Clearly, it had been intended to be a dining room. Most houses in the Berkeley flatlands had built-in china cabinets. They varied in size, and in tastefulness. Some were of the original stained wood, with leaded glass doors to stand guard over the good Dresden. Some had been painted over to blend with the walls. Others had been “updated,” the original wood yanked out and replaced with varnished pine. But it was a rare house that had none at all. When Liz had turned the dining room into an office she had left the china cabinet—one of the leaded glass ones—but she’d had the bottom doors removed and filled the shelves behind them with phone books, municipal directories, and annual reports of public agencies.
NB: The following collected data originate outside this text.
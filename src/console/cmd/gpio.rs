//! `gpio <pin> [0|1]`: write or read a digital pin

use core::fmt::Write;

use super::parse_in_range;
use crate::config::BOARD;
use crate::console::commands::{Command, CommandResult, Context, Flow, Registry};
use crate::console::parser::ArgumentVector;
use crate::console::ConsoleError;
use crate::hal::Level;

pub struct Gpio;

impl Command for Gpio {
    fn name(&self) -> &'static str {
        "gpio"
    }

    fn init(&self, ctx: &mut Context<'_>) -> Result<(), ConsoleError> {
        for pin in BOARD.gpio_pins.clone() {
            ctx.hw.configure_output(pin);
        }
        Ok(())
    }

    fn exec(&self, args: &ArgumentVector, ctx: &mut Context<'_>) -> CommandResult {
        let pin = parse_in_range(args.arg(1), &BOARD.gpio_pins)?;

        match args.arg(2) {
            "0" => ctx.hw.write_digital(pin, Level::Low),
            "1" => ctx.hw.write_digital(pin, Level::High),
            "" => {
                let level = ctx.hw.read_digital(pin);
                let _ = writeln!(ctx.out, "{}", level);
            }
            _ => return Err(ConsoleError::InvalidCommand),
        }

        Ok(Flow::Continue)
    }

    fn help(&self, _registry: &Registry, out: &mut dyn Write) -> Result<(), ConsoleError> {
        let _ = writeln!(
            out,
            "Read or write the gpio. Valid GPIO number ranges from {} to {}.",
            BOARD.gpio_pins.start(),
            BOARD.gpio_pins.end()
        );
        let _ = writeln!(out, "To read gpio No.{}:", BOARD.gpio_pins.start());
        let _ = writeln!(out, "  gpio {}", BOARD.gpio_pins.start());
        let _ = writeln!(out, "To write 1 to gpio No.{}:", BOARD.gpio_pins.end());
        let _ = writeln!(out, "  gpio {} 1", BOARD.gpio_pins.end());
        Ok(())
    }
}
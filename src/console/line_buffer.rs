//! Line buffer for console input

use crate::config::LINE_SIZE;

/// Line input buffer
///
/// Holds printable ASCII only, so the contents are always valid UTF-8.
pub struct LineBuffer {
    buf: [u8; LINE_SIZE],
    len: usize,
}

impl LineBuffer {
    /// Create empty buffer
    pub const fn new() -> Self {
        Self {
            buf: [0u8; LINE_SIZE],
            len: 0,
        }
    }

    /// Push a character
    ///
    /// Returns `false` if the buffer is full and the byte was dropped.
    pub fn push(&mut self, c: u8) -> bool {
        if self.len < LINE_SIZE {
            self.buf[self.len] = c;
            self.len += 1;
            true
        } else {
            false
        }
    }

    /// Remove last character
    pub fn backspace(&mut self) -> bool {
        if self.len > 0 {
            self.len -= 1;
            true
        } else {
            false
        }
    }

    /// Clear buffer
    pub fn clear(&mut self) {
        self.len = 0;
    }

    /// Get buffer as string slice
    pub fn as_str(&self) -> &str {
        core::str::from_utf8(&self.buf[..self.len]).unwrap_or("")
    }

    /// Get buffer length
    pub fn len(&self) -> usize {
        self.len
    }

    /// Check if empty
    pub fn is_empty(&self) -> bool {
        self.len == 0
    }

    /// Check if full
    pub fn is_full(&self) -> bool {
        self.len == LINE_SIZE
    }
}

impl Default for LineBuffer {
    fn default() -> Self {
        Self::new()
    }
}
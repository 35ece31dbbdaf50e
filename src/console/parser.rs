//! Command line tokenizer
//!
//! Split on whitespace into at most [`MAX_ARGS`] owned tokens of at most
//! [`ARG_SIZE`] bytes. Missing slots read as `""`.

use heapless::{String, Vec};

use crate::config::{ARG_SIZE, MAX_ARGS};

/// One token
pub type Token = String<ARG_SIZE>;

/// Tokens of one input line, command name first
#[derive(Debug, Clone, Default, PartialEq, Eq)]
pub struct ArgumentVector {
    tokens: Vec<Token, MAX_ARGS>,
}

impl ArgumentVector {
    /// Create empty vector
    pub const fn new() -> Self {
        Self { tokens: Vec::new() }
    }

    /// The command name (first token), `""` for an empty line
    pub fn command(&self) -> &str {
        self.arg(0)
    }

    /// Token by index (0 is the command name), `""` if absent
    pub fn arg(&self, idx: usize) -> &str {
        self.tokens.get(idx).map(|t| t.as_str()).unwrap_or("")
    }

    /// Number of tokens present
    pub fn len(&self) -> usize {
        self.tokens.len()
    }

    pub fn is_empty(&self) -> bool {
        self.tokens.is_empty()
    }

    /// Present tokens in order
    pub fn iter(&self) -> impl Iterator<Item = &str> {
        self.tokens.iter().map(|t| t.as_str())
    }
}

/// Tokenize a command line
///
/// Tokens past [`MAX_ARGS`] are dropped; tokens longer than [`ARG_SIZE`]
/// bytes are cut at the last character boundary that fits.
pub fn tokenize(line: &str) -> ArgumentVector {
    let mut args = ArgumentVector::new();

    for word in line.split_ascii_whitespace() {
        let mut token = Token::new();
        // Cannot fail: the slice fits the capacity
        let _ = token.push_str(truncate(word, ARG_SIZE));

        if args.tokens.push(token).is_err() {
            break;
        }
    }

    args
}

/// Longest prefix of `s` no longer than `max` bytes, on a char boundary
fn truncate(s: &str, max: usize) -> &str {
    if s.len() <= max {
        return s;
    }
    let mut end = max;
    while !s.is_char_boundary(end) {
        end -= 1;
    }
    &s[..end]
}

#[cfg(test)]
mod tests {
    use super::*;

    #[test]
    fn test_truncate_ascii() {
        assert_eq!(truncate("abcdef", 4), "abcd");
        assert_eq!(truncate("ab", 4), "ab");
    }

    #[test]
    fn test_truncate_multibyte() {
        // 'é' is two bytes; cutting at 2 would split it
        assert_eq!(truncate("aé", 2), "a");
        assert_eq!(truncate("aé", 3), "aé");
    }
}
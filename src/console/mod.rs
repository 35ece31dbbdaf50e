//! Serial console: tokenizer, command registry, dispatcher and the
//! byte-level front end.
//!
//! Zero heap allocation - fixed-size buffers only.

pub mod cmd;
pub mod commands;
pub mod completion;
#[allow(clippy::module_inception)]
pub mod console;
pub mod dispatcher;
pub mod error;
pub mod line_buffer;
pub mod parser;

pub use commands::{Command, CommandResult, Context, Flow, Registry, COMMANDS, REGISTRY};
pub use completion::Completer;
pub use console::{report, Console, PROMPT, VERSION};
pub use dispatcher::{status_code, DispatchState, Dispatcher};
pub use error::ConsoleError;
pub use line_buffer::LineBuffer;
pub use parser::{tokenize, ArgumentVector};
Despite the leaded glass, there was nothing homey about this room. The walls were covered with bulletin boards, and those boards were laden with schedules of committee meetings, proposals from those committees, a calendar that listed nothing for last night but the meeting she had missed, and nothing for today at all.

The only decoration, if it could be called such, was an artist’s sketch of Marina Vista. In it, the building could have passed for the Greek village. It stood a crisp white against the pale blue of the sky, the darker blue of the bay, and the fresh green of the imagined landscaping. The building looked to be six stories high, with the ramp both Brad Butz and Laurence Mayer had bragged about coiling around it. They had been right about that ramp; even in the sketch it gave the building a sense of community. I could picture the tenants joining friends on the flat portions, chatting as the sun set over the inlet. Looking at the sketch, I could see why Liz had pushed for it. I could see why she was willing to give up this desirable flat to move in there.